Но как же поэт, преображающий все?.. Нет, не все, — только то, что любит. А любит — не все. Так, дневная суета, например, которую ненавижу, для меня — быт. Для другого — поэзия. И ходьба куда-нибудь на край света (который обожаю!), под дождем (который обожаю!) для меня поэзия. Для другого — быт. Быта самого по себе нет. Он возникает только с нашей ненавистью. Итак, вещественность, которую ненавидишь, — быт. Быт: ненавидимая видимость.
Париж? Не знаю. Кто я, чтобы говорить о таком городе? О Париже мог бы сказать Наполеон (Господин!) или Виктор Гюго (не меньший) или — последний нищий, которому, хотя и по-другому, тоже открыто все.
Я живу не в Париже, а в таком-то квартале. Знаю метро, с которым справляюсь плохо, знаю автомобили, с которыми не справляюсь совсем (от каждого непереехавшего — чувство взятого барьера, а вы знаете — чего это стоит! — всего человека в один-единственный миг), знаю магазины, в которых теряюсь. И еще, отчасти, русскую колонию. И — тот Париж, когда мне было шестнадцать лет: свободный, уединенный, весь в книжных лотках вдоль Сены. То есть: свою сияющую свободу — тогда. Я пять мес<яцев> прожила в Париже, совсем одна, ни с кем не познакомившись. Знала я его тогда? (Исходив вдоль и поперек!) Нет — свою душу знала, как теперь. Городов мне знать не дано.
«В Париже человек чувствует себя песчинкой». Весь? Нет. Тело его? Да. Тело в океане тел. Но не душа в океане душ, — уже просто потому, что такого океана — нет.

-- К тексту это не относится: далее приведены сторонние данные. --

//! # Presentation Layer
//!
//! User-facing output of the `dodona` CLI and dashboard, organized as an
//! adaptation of **MVVM (Model-View-ViewModel)**.
//!
//! ## 🏗️ Data Flow
//!
//! ### Console (JSON/Text)
//!
//! ```text
//! [ Handler ] --> [ Presenter ] --> [ ViewModel ] --> [ Renderer ] ==(JSON)==> [ serde_json ] --> Output
//!   (Controller)    (Converter)        (Data)          (Driver)    ==(Text)==> [ View ] --> Output
//!                                                                               (Layout)
//! ```
//!
//! ### Interactive dashboard
//!
//! ```text
//! [ Dashboard ] --> [ present_screen ] --> [ DashboardScreenViewModel ] --> [ Widgets ]
//!      ^                                                                        |
//!      +------------------------ key / mouse events ----------------------------+
//! ```
//!
//! The `Dashboard` (selection state) is owned by the TUI renderer and is the
//! only thing mutated by input. Every draw rebuilds the screen ViewModel.
//!
//! ---
//!
//! ## 🌟 Golden Rules
//!
//! ### 1. The JSON Test 🧪
//! **ViewModels carry raw data, not formatted strings.**
//! * ❌ Bad: `struct Vm { share: "14.8%" }`
//! * ✅ Good: `struct Vm { percent_share: f64 }`
//!
//! ### 2. The Density Rule 🔍
//! `ViewMode` defines **information density**, not shape.
//! * **Minimal:** ids and counts only (for pipes/scripts)
//! * **Compact:** one line per item
//! * **Standard:** grouped sections (default)
//! * **Verbose:** adds citations, notes and commentary
//!
//! ### 3. The Schema Stability Rule 📦
//! `--format json` ignores `ViewMode` and always dumps the full ViewModel.
//!
//! ---
//!
//! ## 📂 Directory Guide
//!
//! | Directory | Contents |
//! |-----------|----------|
//! | `view_models/` | Serializable data contracts and the `CreateView` bridge |
//! | `presenters/` | Pure functions: dataset + derived views + state → ViewModel |
//! | `views/` | `fmt::Display` text layouts and `views/tui/` ratatui widgets |
//! | `renderers/` | Console (JSON/text) driver and the TUI event loop |
//! | `formatters/` | Small string helpers used by views |

pub mod formatters;
pub mod presenters;
pub mod renderers;
pub mod view_models;
pub mod views;

pub use renderers::{ConsoleRenderer, Renderer};
pub use view_models::{
    CommandResultViewModel, CreateView, DisplayOptions, Guidance, StatusBadge, StatusLevel,
    ViewMode,
};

А если есть — бесшумный, недавящий.
Работать очень трудно: живем вчетвером. Почти никуда не хожу, но приходят. Квартал бедный, дымный, шумный. Если бы осталась, переехала бы за город. Не могу жить без деревьев, а здесь ни кустика. Страдаю за детей.
Уже просила Слонима похлопотать о продлении мне «отпуска» (с сохранением содержания) до осени [625]. Страстно хочу на океан. Отсюда близко. Боюсь, потом никогда не увижу. М<ожет> б<ыть> в Россию придется вернуться (именно придется — совсем не хочу!) {140} или еще что-нибудь… Хочется большой природы. Отсюда близко. На лето в Чехию — грустно звучит. Ведь опять под Прагу, на холмики. Глубже, с детьми, трудно, — быт и так тяжел.
Если можете, дорогой Валентин Федорович, похлопочите. Мне стыдно Вас просить, знаю, как Вы заняты, знаю и ужасающую скуку «чужих дел». Но Слонима я уже просила, а больше некого. У меня от нашей встречи осталось сильное и глубокое человеческое впечатление, иначе бы никогда не решилась.